* _Work required_
Could you set down exactly the lines in the records below between the line holding "earliest record wins." and the line holding "positive scores win", inclusive?

□ □ □

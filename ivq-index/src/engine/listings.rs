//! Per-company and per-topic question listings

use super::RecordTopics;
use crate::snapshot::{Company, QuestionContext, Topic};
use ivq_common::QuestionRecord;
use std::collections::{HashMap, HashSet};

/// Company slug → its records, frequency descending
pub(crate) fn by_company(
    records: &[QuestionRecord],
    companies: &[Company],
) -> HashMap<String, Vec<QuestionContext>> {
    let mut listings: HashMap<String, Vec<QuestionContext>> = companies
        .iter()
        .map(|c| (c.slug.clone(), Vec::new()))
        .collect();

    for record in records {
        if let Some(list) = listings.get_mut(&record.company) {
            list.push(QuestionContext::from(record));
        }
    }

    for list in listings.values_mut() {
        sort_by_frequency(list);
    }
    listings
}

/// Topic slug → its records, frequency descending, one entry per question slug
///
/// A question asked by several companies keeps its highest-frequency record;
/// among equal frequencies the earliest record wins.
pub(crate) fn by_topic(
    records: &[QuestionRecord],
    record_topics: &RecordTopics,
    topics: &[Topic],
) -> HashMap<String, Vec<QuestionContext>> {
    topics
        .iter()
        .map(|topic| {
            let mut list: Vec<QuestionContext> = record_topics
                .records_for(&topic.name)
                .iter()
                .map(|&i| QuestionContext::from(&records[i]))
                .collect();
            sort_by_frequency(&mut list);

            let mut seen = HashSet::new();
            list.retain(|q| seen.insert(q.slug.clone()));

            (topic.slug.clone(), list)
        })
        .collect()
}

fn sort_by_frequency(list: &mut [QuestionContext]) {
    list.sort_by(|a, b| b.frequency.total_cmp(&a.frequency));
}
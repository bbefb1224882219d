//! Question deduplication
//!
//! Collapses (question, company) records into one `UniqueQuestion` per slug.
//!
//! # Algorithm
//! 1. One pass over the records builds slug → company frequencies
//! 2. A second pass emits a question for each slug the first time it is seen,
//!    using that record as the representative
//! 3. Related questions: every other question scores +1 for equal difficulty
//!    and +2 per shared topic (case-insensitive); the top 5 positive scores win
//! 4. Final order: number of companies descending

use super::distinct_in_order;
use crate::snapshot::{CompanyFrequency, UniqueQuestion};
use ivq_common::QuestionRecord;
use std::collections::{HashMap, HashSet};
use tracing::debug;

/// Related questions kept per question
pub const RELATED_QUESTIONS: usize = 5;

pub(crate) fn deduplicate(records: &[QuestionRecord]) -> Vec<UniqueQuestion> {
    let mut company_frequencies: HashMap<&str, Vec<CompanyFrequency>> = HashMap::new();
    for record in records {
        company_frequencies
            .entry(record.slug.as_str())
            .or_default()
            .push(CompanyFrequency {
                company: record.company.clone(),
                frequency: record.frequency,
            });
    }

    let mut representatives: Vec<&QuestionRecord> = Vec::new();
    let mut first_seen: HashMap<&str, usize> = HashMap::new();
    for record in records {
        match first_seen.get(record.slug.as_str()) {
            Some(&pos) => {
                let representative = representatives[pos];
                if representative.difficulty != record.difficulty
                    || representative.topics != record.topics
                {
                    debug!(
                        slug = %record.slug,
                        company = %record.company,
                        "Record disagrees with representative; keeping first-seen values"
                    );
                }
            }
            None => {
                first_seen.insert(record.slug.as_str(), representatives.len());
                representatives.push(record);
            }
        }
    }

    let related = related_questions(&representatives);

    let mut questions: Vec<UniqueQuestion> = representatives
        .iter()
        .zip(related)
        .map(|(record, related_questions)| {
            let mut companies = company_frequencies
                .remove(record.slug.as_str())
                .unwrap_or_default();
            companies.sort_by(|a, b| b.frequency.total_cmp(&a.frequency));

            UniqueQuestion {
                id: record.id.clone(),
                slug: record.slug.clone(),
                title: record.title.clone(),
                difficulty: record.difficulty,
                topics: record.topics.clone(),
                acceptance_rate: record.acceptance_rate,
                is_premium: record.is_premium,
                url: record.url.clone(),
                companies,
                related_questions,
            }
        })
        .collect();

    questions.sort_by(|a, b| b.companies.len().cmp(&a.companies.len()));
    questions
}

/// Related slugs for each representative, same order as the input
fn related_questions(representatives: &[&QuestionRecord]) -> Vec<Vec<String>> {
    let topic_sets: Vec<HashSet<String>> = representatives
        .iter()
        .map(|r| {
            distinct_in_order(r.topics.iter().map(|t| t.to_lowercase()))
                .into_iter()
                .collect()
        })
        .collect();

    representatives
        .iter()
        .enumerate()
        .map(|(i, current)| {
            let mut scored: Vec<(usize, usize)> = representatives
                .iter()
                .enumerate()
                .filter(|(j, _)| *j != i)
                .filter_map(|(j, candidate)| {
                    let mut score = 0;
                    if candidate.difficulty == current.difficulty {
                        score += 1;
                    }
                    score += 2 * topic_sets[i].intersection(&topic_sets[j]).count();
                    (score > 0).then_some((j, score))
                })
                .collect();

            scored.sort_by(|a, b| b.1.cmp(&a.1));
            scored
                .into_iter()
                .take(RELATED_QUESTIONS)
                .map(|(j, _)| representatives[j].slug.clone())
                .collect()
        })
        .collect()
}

□ □ □

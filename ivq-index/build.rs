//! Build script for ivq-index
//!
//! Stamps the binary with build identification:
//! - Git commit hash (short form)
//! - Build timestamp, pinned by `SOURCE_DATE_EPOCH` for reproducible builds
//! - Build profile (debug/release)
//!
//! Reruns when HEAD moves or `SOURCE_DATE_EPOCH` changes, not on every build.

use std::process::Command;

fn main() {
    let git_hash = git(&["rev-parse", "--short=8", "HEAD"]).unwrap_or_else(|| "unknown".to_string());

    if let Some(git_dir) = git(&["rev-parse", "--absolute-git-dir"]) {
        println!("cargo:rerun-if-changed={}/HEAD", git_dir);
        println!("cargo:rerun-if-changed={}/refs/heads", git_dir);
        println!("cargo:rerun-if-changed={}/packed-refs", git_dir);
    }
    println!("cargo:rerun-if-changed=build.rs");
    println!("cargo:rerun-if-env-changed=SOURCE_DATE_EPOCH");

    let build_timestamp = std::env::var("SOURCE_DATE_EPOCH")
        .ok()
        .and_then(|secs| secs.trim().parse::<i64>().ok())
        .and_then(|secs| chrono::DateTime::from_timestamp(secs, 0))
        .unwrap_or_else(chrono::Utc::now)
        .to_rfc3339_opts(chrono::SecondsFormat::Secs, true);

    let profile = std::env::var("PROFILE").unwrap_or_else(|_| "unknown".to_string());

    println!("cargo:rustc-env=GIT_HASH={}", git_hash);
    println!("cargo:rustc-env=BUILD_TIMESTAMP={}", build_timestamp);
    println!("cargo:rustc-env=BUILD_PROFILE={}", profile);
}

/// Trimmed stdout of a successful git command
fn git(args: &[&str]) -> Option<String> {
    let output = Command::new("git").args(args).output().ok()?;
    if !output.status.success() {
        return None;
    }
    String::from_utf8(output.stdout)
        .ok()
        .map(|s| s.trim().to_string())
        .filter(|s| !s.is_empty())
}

□ □ □

* _Result for this task_
/// among equal frequencies the earliest record wins.
pub(crate) fn by_topic(
    records: &[QuestionRecord],
    record_topics: &RecordTopics,
    topics: &[Topic],
) -> HashMap<String, Vec<QuestionContext>> {
    topics
        .iter()
        .map(|topic| {
            let mut list: Vec<QuestionContext> = record_topics
                .records_for(&topic.name)
                .iter()
                .map(|&i| QuestionContext::from(&records[i]))
                .collect();
            sort_by_frequency(&mut list);

            let mut seen = HashSet::new();
            list.retain(|q| seen.insert(q.slug.clone()));

            (topic.slug.clone(), list)
        })
        .collect()
}

fn sort_by_frequency(list: &mut [QuestionContext]) {
    list.sort_by(|a, b| b.frequency.total_cmp(&a.frequency));
}
repository bbefb1224882219d
//! Question deduplication
//!
//! Collapses (question, company) records into one `UniqueQuestion` per slug.
//!
//! # Algorithm
//! 1. One pass over the records builds slug → company frequencies
//! 2. A second pass emits a question for each slug the first time it is seen,
//!    using that record as the representative
//! 3. Related questions: every other question scores +1 for equal difficulty
//!    and +2 per shared topic (case-insensitive); the top 5 positive scores win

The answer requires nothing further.